EXERCISE DESCRIPTION: This exercise asks for every line of the material that contains the word "plus".

------------------------------------------------

//! Crate-wide error kinds (§7).
//!
//! Every externally observable operation returns a structured result (§9);
//! internal helpers may panic only on invariant violations, which are bugs.

use thiserror::Error;

use crate::model::{NodeId, PlanId};

/// The seven error kinds from §7, as a single enum so callers at the
/// facade boundary can match on `kind()`.
#[derive(Debug, Error)]
pub enum RunnerError {
    /// Rejected before any state is created; surfaced synchronously.
    #[error("validation error at {path}: {message}")]
    Validation { path: String, message: String },

    /// Worktree/capacity failures, retried with backoff before terminal
    /// failure.
    #[error("scheduling error for node {node_id}: {message}")]
    SchedulingTransient { node_id: NodeId, message: String },

    /// Non-zero exit or postcondition violation from a phase command.
    #[error("phase {phase} failed for node {node_id}: {message}")]
    PhaseFailure {
        node_id: NodeId,
        phase: String,
        message: String,
    },

    /// Escalated to the conflict resolver; resolver failure is a
    /// plan-level failure.
    #[error("merge conflict merging branch {branch} into {target}: {details}")]
    MergeConflict {
        branch: String,
        target: String,
        details: String,
    },

    /// Discovered on re-init; cannot distinguish from clean exit.
    #[error("node {node_id} crashed (no live process found on restart)")]
    Crashed { node_id: NodeId },

    /// Originates from user action.
    #[error("operation canceled for plan {plan_id}")]
    Cancelled { plan_id: PlanId },

    /// Persistence/registry write failures. Logged, throttled, never
    /// crash the core.
    #[error("infrastructure error: {0}")]
    Infrastructure(String),

    #[error("plan {0} not found")]
    PlanNotFound(PlanId),

    #[error("node {0} not found")]
    NodeNotFound(NodeId),

    #[error(transparent)]
    Worktree(#[from] crate::worktree::WorktreeError),

    #[error(transparent)]
    Store(#[from] runner_store::StoreError),
}

pub type Result<T> = std::result::Result<T, RunnerError>;
//! Integration tests exercising the facade the `planrunner` CLI commands
//! are thin wrappers around, using a real throwaway git repository.

use runner_core::facade::PlanRunner;
use runner_core::model::{NodeStatus, PlanSpec, PlanStatus, ProducerId};
use runner_test_utils::TestRepo;

fn two_node_plan() -> PlanSpec {
    serde_json::from_value(serde_json::json!({
        "name": "two-step",
        "baseBranch": "main",
        "startPaused": true,
        "nodes": [
            {
                "producerId": "step-one",
                "name": "step one",
                "task": "do the first thing",
                "work": {"kind": "process", "executable": "true", "args": []}
            },
            {
                "producerId": "step-two",
                "name": "step two",
                "task": "do the second thing",
                "dependencies": ["step-one"],
                "work": {"kind": "process", "executable": "true", "args": []}
            }
        ]
    }))
    .unwrap()
}

#[tokio::test]
async fn enqueue_then_list_shows_the_plan() {
    let repo = TestRepo::new();
    let runner = PlanRunner::bootstrap(repo.config()).await.unwrap();

    let plan_id = runner.enqueue(two_node_plan()).await.unwrap();

    let plans = runner.list().await;
    assert_eq!(plans.len(), 1);
    assert_eq!(plans[0].id, plan_id);
    assert_eq!(plans[0].spec.nodes.len(), 2);
}

#[tokio::test]
async fn paused_plan_leaves_every_node_pending() {
    let repo = TestRepo::new();
    let runner = PlanRunner::bootstrap(repo.config()).await.unwrap();

    let plan_id = runner.enqueue(two_node_plan()).await.unwrap();

    let step_one = ProducerId::parse("step-one").unwrap();
    let step_two = ProducerId::parse("step-two").unwrap();
    assert_eq!(runner.get_node(plan_id, &step_one).await.unwrap().state.status, NodeStatus::Pending);
    assert_eq!(runner.get_node(plan_id, &step_two).await.unwrap().state.status, NodeStatus::Pending);

    let plan = runner.get(plan_id).await.unwrap();
    assert_eq!(plan.status, PlanStatus::Pending);
    assert!(plan.paused);
}

#[tokio::test]
async fn resume_then_cancel_roundtrip() {
    let repo = TestRepo::new();
    let runner = PlanRunner::bootstrap(repo.config()).await.unwrap();

    let plan_id = runner.enqueue(two_node_plan()).await.unwrap();
    runner.resume(plan_id).await.unwrap();
    runner.cancel(plan_id).await.unwrap();

    let plan = runner.get(plan_id).await.unwrap();
    assert_eq!(plan.status, PlanStatus::Canceled);
}

#[tokio::test]
async fn delete_removes_a_canceled_plan() {
    let repo = TestRepo::new();
    let runner = PlanRunner::bootstrap(repo.config()).await.unwrap();

    let plan_id = runner.enqueue(two_node_plan()).await.unwrap();
    runner.cancel(plan_id).await.unwrap();
    runner.delete(plan_id).await.unwrap();

    assert!(runner.get(plan_id).await.is_err());
}

#[tokio::test]
async fn rehydrating_a_fresh_runner_over_the_same_repo_sees_the_persisted_plan() {
    let repo = TestRepo::new();
    let plan_id = {
        let runner = PlanRunner::bootstrap(repo.config()).await.unwrap();
        runner.enqueue(two_node_plan()).await.unwrap()
    };

    let runner = PlanRunner::bootstrap(repo.config()).await.unwrap();
    let plan = runner.get(plan_id).await.unwrap();
    assert_eq!(plan.spec.name, "two-step");
}
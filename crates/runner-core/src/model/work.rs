//! `NodeSpec` and the `WorkSpec` tagged union (§3, §9 "tagged variants").

use std::collections::BTreeSet;

use serde::{Deserialize, Serialize};

use super::ids::ProducerId;

/// A closed tagged union describing one unit of runnable work. Validators
/// must reject unknown tags (§9) -- `serde`'s internally-tagged enum with
/// `deny_unknown_fields` on each variant enforces this at parse time.
#[derive(Debug, Clone, PartialEq, Eq, Serialize, Deserialize)]
#[serde(tag = "kind", rename_all = "snake_case", deny_unknown_fields)]
pub enum WorkSpec {
    /// Direct process spawn, no shell interpolation.
    Process { executable: String, #[serde(default)] args: Vec<String> },

    /// Shell-mediated invocation.
    Shell { command: String, shell: Shell },

    /// Opaque AI delegate. The runner treats the child process as an
    /// opaque command with stdio, PID, exit code, and an optional session
    /// identifier -- it does not interpret the agent's output.
    Agent {
        instructions: String,
        #[serde(default, rename = "maxTurns")]
        max_turns: Option<u32>,
        #[serde(default, rename = "allowedFolders")]
        allowed_folders: Vec<String>,
        #[serde(default, rename = "allowedUrls")]
        allowed_urls: Vec<String>,
    },
}

#[derive(Debug, Clone, Copy, PartialEq, Eq, Serialize, Deserialize)]
#[serde(rename_all = "snake_case")]
pub enum Shell {
    Cmd,
    Powershell,
    Pwsh,
    Bash,
    Sh,
}

/// Optional per-node failure policy override.
#[derive(Debug, Clone, Default, PartialEq, Eq, Serialize, Deserialize)]
#[serde(rename_all = "camelCase", default, deny_unknown_fields)]
pub struct FailurePolicy {
    pub no_auto_heal: bool,
    pub resume_from_phase: Option<String>,
}

/// Declarative unit of work (§3).
#[derive(Debug, Clone, PartialEq, Eq, Serialize, Deserialize)]
#[serde(rename_all = "camelCase", deny_unknown_fields)]
pub struct NodeSpec {
    pub producer_id: ProducerId,
    pub name: String,
    pub task: String,
    #[serde(default)]
    pub instructions: Option<String>,
    #[serde(default)]
    pub dependencies: BTreeSet<ProducerId>,
    pub work: WorkSpec,
    #[serde(default)]
    pub prechecks: Option<WorkSpec>,
    #[serde(default)]
    pub postchecks: Option<WorkSpec>,
    #[serde(default)]
    pub expects_no_changes: bool,
    #[serde(default)]
    pub on_failure: Option<FailurePolicy>,
}

/// Field size bounds from §6.1.
pub const MAX_TASK_LEN: usize = 5_000;
pub const MAX_INSTRUCTIONS_LEN: usize = 100_000;
//! Task record model.
//!
//! The serialized form of this struct is the cache Record payload; identifiers
//! are assignment-ordered, which is what makes them usable as both cursor and
//! ordered-index score.

use chrono::{DateTime, Utc};
use serde::{Deserialize, Serialize};

#[derive(Debug, Clone, PartialEq, Serialize, Deserialize)]
pub struct Task {
    pub id: i64,
    pub status: String,
    pub title: String,
    pub description: String,
    pub creator_id: i64,
    pub created_at: DateTime<Utc>,
    pub assignee_id: Option<i64>,
    pub team_id: i64,
}

impl Task {
    /// Convenience constructor used by tests and fixtures.
    pub fn new(id: i64, team_id: i64, title: impl Into<String>) -> Self {
        Self {
            id,
            status: "open".to_string(),
            title: title.into(),
            description: String::new(),
            creator_id: 0,
            created_at: Utc::now(),
            assignee_id: None,
            team_id,
        }
    }
}

#[cfg(test)]
mod tests {
    use super::*;

    #[test]
    fn test_task_round_trips_through_json() {
        let task = Task::new(42, 5, "write release notes");
        let json = serde_json::to_string(&task).unwrap();
        let back: Task = serde_json::from_str(&json).unwrap();
        assert_eq!(back, task);
    }

    #[test]
    fn test_unassigned_task_serializes_null_assignee() {
        let task = Task::new(1, 1, "triage");
        let json = serde_json::to_string(&task).unwrap();
        assert!(json.contains("\"assignee_id\":null"));
    }
}
//! Cache error types.

use thiserror::Error;

/// Errors that can occur talking to the cache backend.
///
/// Callers treat every variant the same way: fall back to the authoritative
/// store. The cache is never retried.
#[derive(Debug, Error)]
pub enum CacheError {
    /// Failed to connect to the cache backend
    #[error("cache connection error: {0}")]
    ConnectionError(String),

    /// Failed to serialize or deserialize a cached record
    #[error("cache serialization error: {0}")]
    SerializationError(String),

    /// Cache operation timed out or was canceled
    #[error("cache operation timed out: {0}")]
    Timeout(String),

    /// Generic backend error
    #[error("cache backend error: {0}")]
    BackendError(String),
}

/// Result type for cache operations
pub type CacheResult<T> = Result<T, CacheError>;
//! Cache-aside task listing.
//!
//! Only the unfiltered per-team listing is cached; it is the hot path.
//! Filtered queries (status, assignee) always go to the authoritative store.
//! On any cache failure the service falls back to the store; the cache is
//! never retried. After a fallback read of a cacheable page the result is
//! pushed into the cache best-effort, errors logged and dropped.

use crate::cache::{CursorCache, OrderedCacheStore, TaskPage};
use crate::error::TaskTrackerError;
use crate::models::Task;
use thiserror::Error;
use tracing::warn;

/// Page size used when the caller doesn't specify one.
pub const DEFAULT_PAGE_SIZE: usize = 100;

/// Authoritative store failure.
#[derive(Debug, Error)]
#[error("task store error: {0}")]
pub struct StoreError(pub String);

/// Optional narrowing of a listing. An empty filter is the cacheable case.
#[derive(Debug, Clone, Default, PartialEq)]
pub struct TaskFilter {
    pub status: Option<String>,
    pub assignee_id: Option<i64>,
}

impl TaskFilter {
    pub fn is_empty(&self) -> bool {
        self.status.is_none() && self.assignee_id.is_none()
    }
}

/// The authoritative task store, consumed as an opaque collaborator.
pub trait TaskStore: Send + Sync {
    /// List up to `limit` tasks of `team_id` matching `filter`, with ids
    /// strictly greater than `start_from` when present, ascending by id.
    fn list_tasks(
        &self,
        team_id: i64,
        filter: &TaskFilter,
        start_from: Option<i64>,
        limit: usize,
    ) -> impl std::future::Future<Output = Result<Vec<Task>, StoreError>> + Send;
}

#[derive(Debug, Clone)]
pub struct ListTasksQuery {
    pub team_id: i64,
    pub filter: TaskFilter,
    pub start_from: Option<i64>,
    pub limit: usize,
}

impl ListTasksQuery {
    pub fn new(team_id: i64) -> Self {
        Self {
            team_id,
            filter: TaskFilter::default(),
            start_from: None,
            limit: DEFAULT_PAGE_SIZE,
        }
    }
}

/// Task listing with a cursor cache in front of the authoritative store.
#[derive(Debug)]
pub struct TaskListService<S, T> {
    cache: CursorCache<S>,
    store: T,
}

impl<S: OrderedCacheStore, T: TaskStore> TaskListService<S, T> {
    pub fn new(cache: CursorCache<S>, store: T) -> Self {
        Self { cache, store }
    }

    pub async fn list(&self, query: &ListTasksQuery) -> Result<TaskPage, TaskTrackerError> {
        if query.limit == 0 {
            return Err(TaskTrackerError::Validation("limit must be positive".to_string()));
        }

        let cacheable = query.filter.is_empty();

        if cacheable {
            match self
                .cache
                .lookup(query.team_id, query.start_from, query.limit)
                .await
            {
                Ok(Some(page)) => return Ok(page),
                Ok(None) => {}
                // fall back to the store; never retry the cache
                Err(e) => {
                    warn!(team_id = query.team_id, error = %e, "cache lookup failed, falling back to store");
                }
            }
        }

        // one past the limit, to learn whether more data exists
        let mut tasks = self
            .store
            .list_tasks(
                query.team_id,
                &query.filter,
                query.start_from,
                query.limit + 1,
            )
            .await
            .map_err(|e| TaskTrackerError::Store(e.to_string()))?;

        if cacheable {
            // the overfetched row goes in too, so a cached replay of this
            // page can still prove whether more data exists
            if let Err(e) = self.cache.populate(query.team_id, &tasks).await {
                warn!(team_id = query.team_id, error = %e, "best-effort cache populate failed");
            }
        }

        let mut next_cursor = None;
        let mut has_more = false;
        if tasks.len() > query.limit {
            tasks.truncate(query.limit);
            has_more = true;
            next_cursor = tasks.last().map(|t| t.id);
        }

        Ok(TaskPage {
            tasks,
            next_cursor,
            has_more,
        })
    }

    /// Hook for task writes elsewhere in the system: refresh the cached copy
    /// best-effort. Failure here is logged and dropped; the TTL bounds how
    /// stale the cache can get.
    pub async fn task_updated(&self, task: &Task) {
        if let Err(e) = self.cache.update(task).await {
            warn!(task_id = task.id, error = %e, "best-effort cache update failed");
        }
    }
}
//! Token bucket with continuous lazy refill.

use parking_lot::Mutex;
use std::time::{Duration, Instant};

#[derive(Debug)]
struct BucketState {
    tokens: f64,
    last_refill: Instant,
}

/// One identity's admission budget.
///
/// Holds up to `capacity` tokens; tokens accrue continuously at
/// `capacity / refill_window` per second, clamped to `[0, capacity]`. Each
/// admitted action consumes one token. This is a refilling bucket, not a
/// fixed window: budget recovers smoothly as time passes.
#[derive(Debug)]
pub struct TokenBucket {
    capacity: f64,
    refill_per_sec: f64,
    state: Mutex<BucketState>,
}

impl TokenBucket {
    /// Create a full bucket accruing `capacity` tokens per `refill_window`.
    pub fn new(capacity: u32, refill_window: Duration) -> Self {
        let capacity = f64::from(capacity.max(1));
        let window_secs = refill_window.as_secs_f64().max(f64::MIN_POSITIVE);

        Self {
            capacity,
            refill_per_sec: capacity / window_secs,
            state: Mutex::new(BucketState {
                tokens: capacity,
                last_refill: Instant::now(),
            }),
        }
    }

    /// Try to consume one token. Non-blocking: returns `false` immediately
    /// when the budget is exhausted.
    pub fn try_acquire(&self) -> bool {
        let mut state = self.state.lock();

        let now = Instant::now();
        let elapsed = now.duration_since(state.last_refill).as_secs_f64();
        state.tokens = (state.tokens + elapsed * self.refill_per_sec).min(self.capacity);
        state.last_refill = now;

        if state.tokens >= 1.0 {
            state.tokens -= 1.0;
            true
        } else {
            false
        }
    }

    /// Tokens currently available (for monitoring; refill is applied lazily
    /// so this is a lower bound between acquisitions).
    pub fn available(&self) -> f64 {
        self.state.lock().tokens
    }
}
//! # Notification Delivery Module
//!
//! Outbound notification delivery behind circuit breaker protection. The
//! downstream (a webhook endpoint) is unreliable; once consecutive failures
//! cross the threshold the breaker rejects delivery attempts fast, then
//! probes for recovery after the reset timeout.
//!
//! Application-level rejections (non-success status codes) count toward the
//! failure budget exactly like transport errors: a dependency answering 500s
//! is just as down as one refusing connections.

use crate::metrics::MetricsSink;
use crate::resilience::{CircuitBreaker, CircuitBreakerConfig, CircuitState};
use serde::Serialize;
use std::sync::Arc;
use thiserror::Error;
use tracing::debug;

/// One message to deliver.
#[derive(Debug, Clone, Serialize)]
pub struct Notification {
    pub to: String,
    pub text: String,
}

/// Delivery result as reported by the downstream.
#[derive(Debug, Clone, Copy, PartialEq, Eq)]
pub struct DeliveryOutcome {
    pub status: u16,
}

impl DeliveryOutcome {
    pub fn is_success(&self) -> bool {
        (200..400).contains(&self.status)
    }
}

/// Errors from attempting a delivery.
#[derive(Debug, Error)]
pub enum NotifyError {
    /// The call never completed (connect failure, timeout, cancellation)
    #[error("notification transport error: {0}")]
    Transport(String),

    /// The breaker is rejecting calls; no delivery was attempted
    #[error("notifier circuit breaker is open")]
    BreakerOpen,
}

/// Anything that can attempt delivery of a notification.
///
/// The protected wrapper is itself a `Notifier`, so it drops in anywhere a
/// plain one is expected.
pub trait Notifier: Send + Sync {
    fn deliver(
        &self,
        notification: &Notification,
    ) -> impl std::future::Future<Output = Result<DeliveryOutcome, NotifyError>> + Send;
}

/// Stub delivery client posting JSON to a webhook endpoint.
#[derive(Debug, Clone)]
pub struct WebhookSender {
    client: reqwest::Client,
    endpoint: String,
}

impl WebhookSender {
    pub fn new(endpoint: impl Into<String>) -> Self {
        Self {
            client: reqwest::Client::new(),
            endpoint: endpoint.into(),
        }
    }
}

impl Notifier for WebhookSender {
    async fn deliver(&self, notification: &Notification) -> Result<DeliveryOutcome, NotifyError> {
        let response = self
            .client
            .post(&self.endpoint)
            .json(notification)
            .send()
            .await
            .map_err(|e| NotifyError::Transport(e.to_string()))?;

        Ok(DeliveryOutcome {
            status: response.status().as_u16(),
        })
    }
}

/// Circuit-breaker-protected notifier.
///
/// Wraps any [`Notifier`] and isolates callers from a failing downstream:
/// when the circuit is open, [`deliver`](Notifier::deliver) returns
/// [`NotifyError::BreakerOpen`] without attempting the call, which callers
/// can tell apart from the downstream's own failures.
#[derive(Debug)]
pub struct ProtectedNotifier<N> {
    inner: N,
    breaker: CircuitBreaker,
}

impl<N: Notifier> ProtectedNotifier<N> {
    pub fn new(inner: N, config: CircuitBreakerConfig, metrics: Arc<dyn MetricsSink>) -> Self {
        Self {
            inner,
            breaker: CircuitBreaker::new("notifier", config, metrics),
        }
    }

    /// Current breaker state (for monitoring).
    pub fn circuit_state(&self) -> CircuitState {
        self.breaker.state()
    }
}

impl<N: Notifier> Notifier for ProtectedNotifier<N> {
    async fn deliver(&self, notification: &Notification) -> Result<DeliveryOutcome, NotifyError> {
        if !self.breaker.should_allow() {
            debug!(to = %notification.to, "notifier circuit open, rejecting delivery");
            return Err(NotifyError::BreakerOpen);
        }

        // the delivery attempt runs outside the breaker's critical section
        let result = self.inner.deliver(notification).await;

        match &result {
            Ok(outcome) if outcome.is_success() => self.breaker.record_success(),
            // rejected-by-status and transport errors spend the same budget
            _ => self.breaker.record_failure(),
        }

        result
    }
}

#[cfg(test)]
mod tests {
    use super::*;
    use crate::metrics::NoOpMetrics;
    use parking_lot::Mutex;
    use std::sync::atomic::{AtomicU32, Ordering};
    use std::time::Duration;
    use tokio::time::sleep;

    /// Notifier whose outcomes are scripted by the test.
    #[derive(Debug, Default)]
    struct ScriptedNotifier {
        script: Mutex<Vec<Result<u16, String>>>,
        attempts: AtomicU32,
    }

    impl ScriptedNotifier {
        fn with_script(script: Vec<Result<u16, String>>) -> Self {
            Self {
                script: Mutex::new(script),
                attempts: AtomicU32::new(0),
            }
        }

        fn attempts(&self) -> u32 {
            self.attempts.load(Ordering::SeqCst)
        }
    }

    impl Notifier for ScriptedNotifier {
        async fn deliver(&self, _n: &Notification) -> Result<DeliveryOutcome, NotifyError> {
            self.attempts.fetch_add(1, Ordering::SeqCst);
            let mut script = self.script.lock();
            match script.remove(0) {
                Ok(status) => Ok(DeliveryOutcome { status }),
                Err(e) => Err(NotifyError::Transport(e)),
            }
        }
    }

    fn note() -> Notification {
        Notification {
            to: "dev@example.com".to_string(),
            text: "task assigned".to_string(),
        }
    }

    fn config(threshold: u32, reset_ms: u64) -> CircuitBreakerConfig {
        CircuitBreakerConfig {
            failure_threshold: threshold,
            reset_timeout: Duration::from_millis(reset_ms),
        }
    }

    #[tokio::test]
    async fn test_successful_delivery_passes_through() {
        let inner = ScriptedNotifier::with_script(vec![Ok(200)]);
        let notifier = ProtectedNotifier::new(inner, config(3, 100), Arc::new(NoOpMetrics));

        let outcome = notifier.deliver(&note()).await.unwrap();
        assert!(outcome.is_success());
        assert_eq!(notifier.circuit_state(), CircuitState::Closed);
    }

    #[tokio::test]
    async fn test_transport_failures_trip_the_breaker() {
        let inner = ScriptedNotifier::with_script(vec![
            Err("connection refused".to_string()),
            Err("connection refused".to_string()),
        ]);
        let notifier = ProtectedNotifier::new(inner, config(2, 100), Arc::new(NoOpMetrics));

        let _ = notifier.deliver(&note()).await;
        let _ = notifier.deliver(&note()).await;
        assert_eq!(notifier.circuit_state(), CircuitState::Open);

        // fast-fail without touching the downstream
        let result = notifier.deliver(&note()).await;
        assert!(matches!(result, Err(NotifyError::BreakerOpen)));
        assert_eq!(notifier.inner.attempts(), 2);
    }

    #[tokio::test]
    async fn test_failure_statuses_count_toward_the_budget() {
        let inner = ScriptedNotifier::with_script(vec![Ok(500), Ok(503)]);
        let notifier = ProtectedNotifier::new(inner, config(2, 100), Arc::new(NoOpMetrics));

        let first = notifier.deliver(&note()).await.unwrap();
        assert!(!first.is_success());
        let _ = notifier.deliver(&note()).await;

        assert_eq!(notifier.circuit_state(), CircuitState::Open);
    }

    #[tokio::test]
    async fn test_probe_success_closes_the_circuit() {
        let inner = ScriptedNotifier::with_script(vec![Err("down".to_string()), Ok(200)]);
        let notifier = ProtectedNotifier::new(inner, config(1, 30), Arc::new(NoOpMetrics));

        let _ = notifier.deliver(&note()).await;
        assert_eq!(notifier.circuit_state(), CircuitState::Open);

        sleep(Duration::from_millis(40)).await;

        let outcome = notifier.deliver(&note()).await.unwrap();
        assert!(outcome.is_success());
        assert_eq!(notifier.circuit_state(), CircuitState::Closed);
    }

    #[tokio::test]
    async fn test_failed_probe_reopens() {
        let inner =
            ScriptedNotifier::with_script(vec![Err("down".to_string()), Ok(502)]);
        let notifier = ProtectedNotifier::new(inner, config(1, 30), Arc::new(NoOpMetrics));

        let _ = notifier.deliver(&note()).await;
        sleep(Duration::from_millis(40)).await;

        // probe comes back 502: open again
        let _ = notifier.deliver(&note()).await;
        assert_eq!(notifier.circuit_state(), CircuitState::Open);
        assert!(matches!(
            notifier.deliver(&note()).await,
            Err(NotifyError::BreakerOpen)
        ));
    }
}
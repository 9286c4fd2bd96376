//! Domain records shared across the caching and service layers.

pub mod task;

pub use task::Task;
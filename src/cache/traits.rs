//! Ordered cache store contract.
//!
//! This is the key/value-plus-ordered-index backend the cursor cache consumes
//! but does not own: per-record storage with a TTL, plus one ordered index per
//! collection mapping member identifiers to monotonically increasing scores.

use super::errors::CacheResult;
use std::time::Duration;

/// One record together with its placement in the collection's ordered index.
#[derive(Debug, Clone)]
pub struct IndexedRecord {
    /// Per-record storage key, e.g. `task:42`.
    pub record_key: String,

    /// Index member, the record identifier rendered as a string.
    pub member: String,

    /// Index score; identifiers are assignment-ordered so the score is the
    /// identifier itself.
    pub score: f64,

    /// Serialized record payload.
    pub payload: String,
}

/// Backend operations required by the cursor cache.
///
/// Implemented by concrete providers (Redis, in-memory). All operations are
/// async and return `CacheResult`; connectivity failures propagate so callers
/// can fall back.
pub trait OrderedCacheStore: Send + Sync {
    /// Rank of `member` within the ordered index, or `None` if the member
    /// (or the whole index) is absent or expired.
    fn rank_of(
        &self,
        index_key: &str,
        member: &str,
    ) -> impl std::future::Future<Output = CacheResult<Option<u64>>> + Send;

    /// Members of the ordered index in rank order, `start..=stop` inclusive.
    /// Out-of-range positions yield an empty or truncated result, never an
    /// error.
    fn range_by_rank(
        &self,
        index_key: &str,
        start: u64,
        stop: u64,
    ) -> impl std::future::Future<Output = CacheResult<Vec<String>>> + Send;

    /// Batch fetch of record payloads. The result has one entry per requested
    /// key, `None` marking a key that is absent or expired.
    fn get_many(
        &self,
        keys: &[String],
    ) -> impl std::future::Future<Output = CacheResult<Vec<Option<String>>>> + Send;

    /// Write every record with `ttl` and upsert all of them into the ordered
    /// index in one atomic batch, extending the index's TTL to match.
    fn put_many(
        &self,
        index_key: &str,
        records: &[IndexedRecord],
        ttl: Duration,
    ) -> impl std::future::Future<Output = CacheResult<()>> + Send;

    /// Check if the cache backend is reachable
    fn health_check(&self) -> impl std::future::Future<Output = CacheResult<bool>> + Send;

    /// Get the name of the cache provider
    fn provider_name(&self) -> &'static str;
}
//! Crate-wide error taxonomy.
//!
//! A cache miss is deliberately not represented here: lookups return
//! `Ok(None)` and the caller consults the authoritative store. Only genuine
//! failures become errors.

use crate::cache::CacheError;
use thiserror::Error;

#[derive(Debug, Error)]
pub enum TaskTrackerError {
    /// The caller's identity has exhausted its token budget. Maps to a
    /// throttling response at the boundary; never retried internally.
    #[error("rate limit exceeded for {identity}")]
    RateLimitExceeded { identity: String },

    /// A protected dependency is failing and its breaker is rejecting calls.
    /// Distinguishable from an actual downstream failure so callers can
    /// choose not to retry immediately.
    #[error("circuit breaker is open for {component}")]
    BreakerOpen { component: String },

    /// I/O failure talking to the cache store. Callers fall back to the
    /// authoritative store rather than retrying the cache.
    #[error(transparent)]
    Cache(#[from] CacheError),

    /// The wrapped downstream call's own failure, passed through while also
    /// counting toward the breaker's failure budget.
    #[error("upstream failure: {0}")]
    Upstream(String),

    /// Authoritative store failure.
    #[error("store error: {0}")]
    Store(String),

    #[error("validation error: {0}")]
    Validation(String),
}

pub type Result<T> = std::result::Result<T, TaskTrackerError>;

------------------------------------------------

WRITTEN RESPONSE:
//! This is the key/value-plus-ordered-index backend the cursor cache consumes
//! but does not own: per-record storage with a TTL, plus one ordered index per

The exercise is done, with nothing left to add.